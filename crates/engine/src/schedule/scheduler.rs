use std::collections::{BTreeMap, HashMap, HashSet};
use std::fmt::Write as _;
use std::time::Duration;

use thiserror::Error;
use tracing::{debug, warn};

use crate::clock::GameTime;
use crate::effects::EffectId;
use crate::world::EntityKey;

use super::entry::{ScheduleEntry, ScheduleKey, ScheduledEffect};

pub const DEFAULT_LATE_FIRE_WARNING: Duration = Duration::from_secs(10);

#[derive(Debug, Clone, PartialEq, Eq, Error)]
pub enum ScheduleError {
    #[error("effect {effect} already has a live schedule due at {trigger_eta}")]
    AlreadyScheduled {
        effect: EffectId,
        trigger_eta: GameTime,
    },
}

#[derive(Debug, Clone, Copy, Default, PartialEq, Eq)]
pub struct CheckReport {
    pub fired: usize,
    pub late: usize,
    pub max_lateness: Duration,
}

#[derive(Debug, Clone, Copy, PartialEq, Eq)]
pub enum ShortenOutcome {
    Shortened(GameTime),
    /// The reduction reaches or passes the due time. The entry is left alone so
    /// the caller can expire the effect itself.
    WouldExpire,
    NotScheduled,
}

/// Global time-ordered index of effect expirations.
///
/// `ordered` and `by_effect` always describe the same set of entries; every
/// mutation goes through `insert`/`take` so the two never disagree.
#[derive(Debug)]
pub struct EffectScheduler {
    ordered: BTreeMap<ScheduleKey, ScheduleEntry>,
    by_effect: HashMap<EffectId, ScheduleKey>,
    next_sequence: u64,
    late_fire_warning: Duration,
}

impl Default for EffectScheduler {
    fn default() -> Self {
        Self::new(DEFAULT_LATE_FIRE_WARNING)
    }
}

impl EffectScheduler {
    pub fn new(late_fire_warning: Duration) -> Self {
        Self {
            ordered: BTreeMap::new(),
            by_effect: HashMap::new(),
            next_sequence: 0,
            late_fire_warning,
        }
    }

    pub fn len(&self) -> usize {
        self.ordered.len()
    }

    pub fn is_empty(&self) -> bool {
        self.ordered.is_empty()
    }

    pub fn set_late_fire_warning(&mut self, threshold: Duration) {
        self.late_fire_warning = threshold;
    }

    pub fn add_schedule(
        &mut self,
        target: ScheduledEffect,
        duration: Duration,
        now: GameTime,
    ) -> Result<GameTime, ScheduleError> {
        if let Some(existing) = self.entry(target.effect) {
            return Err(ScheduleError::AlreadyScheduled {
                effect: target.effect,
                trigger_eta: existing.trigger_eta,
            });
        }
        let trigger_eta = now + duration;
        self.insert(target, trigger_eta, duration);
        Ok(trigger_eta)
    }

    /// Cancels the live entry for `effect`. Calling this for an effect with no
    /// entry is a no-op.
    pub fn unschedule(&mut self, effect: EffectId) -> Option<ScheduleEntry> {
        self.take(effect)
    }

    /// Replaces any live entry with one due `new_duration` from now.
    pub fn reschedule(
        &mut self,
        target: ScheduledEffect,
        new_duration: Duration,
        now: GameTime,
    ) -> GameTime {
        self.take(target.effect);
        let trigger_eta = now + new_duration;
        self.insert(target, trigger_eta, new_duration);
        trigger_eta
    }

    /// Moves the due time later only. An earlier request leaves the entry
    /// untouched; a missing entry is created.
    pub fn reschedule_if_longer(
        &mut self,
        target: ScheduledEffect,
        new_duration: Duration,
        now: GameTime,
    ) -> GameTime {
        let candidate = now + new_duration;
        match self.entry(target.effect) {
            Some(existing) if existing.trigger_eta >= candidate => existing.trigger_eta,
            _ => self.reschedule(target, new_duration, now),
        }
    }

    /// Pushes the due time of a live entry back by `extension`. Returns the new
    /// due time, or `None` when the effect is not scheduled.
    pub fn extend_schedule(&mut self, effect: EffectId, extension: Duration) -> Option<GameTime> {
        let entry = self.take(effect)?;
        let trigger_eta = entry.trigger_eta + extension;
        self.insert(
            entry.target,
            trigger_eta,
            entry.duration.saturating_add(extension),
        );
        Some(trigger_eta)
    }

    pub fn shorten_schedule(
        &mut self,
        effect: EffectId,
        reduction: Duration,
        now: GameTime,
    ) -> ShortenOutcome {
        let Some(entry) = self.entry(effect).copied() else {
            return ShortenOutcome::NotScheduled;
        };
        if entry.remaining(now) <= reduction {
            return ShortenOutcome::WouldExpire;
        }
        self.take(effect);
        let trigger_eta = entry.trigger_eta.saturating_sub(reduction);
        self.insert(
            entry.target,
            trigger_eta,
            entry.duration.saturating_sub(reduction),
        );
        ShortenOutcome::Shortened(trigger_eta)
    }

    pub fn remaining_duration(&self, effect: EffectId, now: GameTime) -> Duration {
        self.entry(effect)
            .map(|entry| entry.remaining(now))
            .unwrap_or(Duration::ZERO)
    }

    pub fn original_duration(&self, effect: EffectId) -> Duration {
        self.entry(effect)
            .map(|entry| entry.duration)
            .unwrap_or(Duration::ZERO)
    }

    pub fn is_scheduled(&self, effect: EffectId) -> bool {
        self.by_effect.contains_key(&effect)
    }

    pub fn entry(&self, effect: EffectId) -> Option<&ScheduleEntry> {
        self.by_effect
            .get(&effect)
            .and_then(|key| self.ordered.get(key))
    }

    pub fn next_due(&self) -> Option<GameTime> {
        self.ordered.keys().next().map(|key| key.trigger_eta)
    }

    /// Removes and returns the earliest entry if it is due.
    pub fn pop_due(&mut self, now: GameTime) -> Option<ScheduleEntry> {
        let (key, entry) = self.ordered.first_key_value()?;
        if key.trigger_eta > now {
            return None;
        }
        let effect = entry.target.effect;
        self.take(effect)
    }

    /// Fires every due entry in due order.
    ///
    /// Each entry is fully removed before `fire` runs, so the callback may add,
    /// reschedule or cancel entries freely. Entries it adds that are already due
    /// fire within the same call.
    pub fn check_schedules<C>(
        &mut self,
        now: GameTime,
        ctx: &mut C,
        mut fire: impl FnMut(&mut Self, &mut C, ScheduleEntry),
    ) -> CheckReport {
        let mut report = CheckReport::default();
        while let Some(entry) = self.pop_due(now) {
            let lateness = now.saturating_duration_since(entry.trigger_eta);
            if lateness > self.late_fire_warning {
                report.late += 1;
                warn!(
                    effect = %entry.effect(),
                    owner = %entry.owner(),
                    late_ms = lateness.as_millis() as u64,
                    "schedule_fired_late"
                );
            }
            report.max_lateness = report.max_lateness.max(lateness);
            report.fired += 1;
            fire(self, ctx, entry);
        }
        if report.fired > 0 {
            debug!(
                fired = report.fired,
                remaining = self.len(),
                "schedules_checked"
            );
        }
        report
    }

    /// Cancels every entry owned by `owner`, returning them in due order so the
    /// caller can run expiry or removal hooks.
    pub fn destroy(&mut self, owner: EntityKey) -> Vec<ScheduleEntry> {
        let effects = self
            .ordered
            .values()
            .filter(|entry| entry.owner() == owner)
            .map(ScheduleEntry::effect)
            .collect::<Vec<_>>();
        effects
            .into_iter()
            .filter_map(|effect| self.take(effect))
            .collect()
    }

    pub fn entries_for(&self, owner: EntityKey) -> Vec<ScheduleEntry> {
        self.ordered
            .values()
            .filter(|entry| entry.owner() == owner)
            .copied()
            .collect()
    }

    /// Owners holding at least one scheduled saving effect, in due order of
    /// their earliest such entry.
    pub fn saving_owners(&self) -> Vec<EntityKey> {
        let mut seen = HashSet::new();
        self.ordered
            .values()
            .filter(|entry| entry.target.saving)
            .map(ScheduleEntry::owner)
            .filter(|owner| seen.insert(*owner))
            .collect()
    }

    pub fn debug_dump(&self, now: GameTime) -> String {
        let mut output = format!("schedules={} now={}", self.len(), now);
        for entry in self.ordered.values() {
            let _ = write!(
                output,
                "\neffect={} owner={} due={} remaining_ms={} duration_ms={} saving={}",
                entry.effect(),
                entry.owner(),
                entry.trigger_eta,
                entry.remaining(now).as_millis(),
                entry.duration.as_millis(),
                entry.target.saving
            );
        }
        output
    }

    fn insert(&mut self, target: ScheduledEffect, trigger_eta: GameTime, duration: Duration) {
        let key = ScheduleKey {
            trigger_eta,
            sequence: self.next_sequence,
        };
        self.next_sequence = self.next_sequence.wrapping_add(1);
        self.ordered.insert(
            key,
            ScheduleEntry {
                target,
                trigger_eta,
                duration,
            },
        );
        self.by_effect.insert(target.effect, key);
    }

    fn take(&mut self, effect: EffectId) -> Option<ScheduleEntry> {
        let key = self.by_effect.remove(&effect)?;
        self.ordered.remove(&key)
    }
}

=====

To do » Report how many lines in the data include the word "bool", and give nothing but the count.

Answer below » 2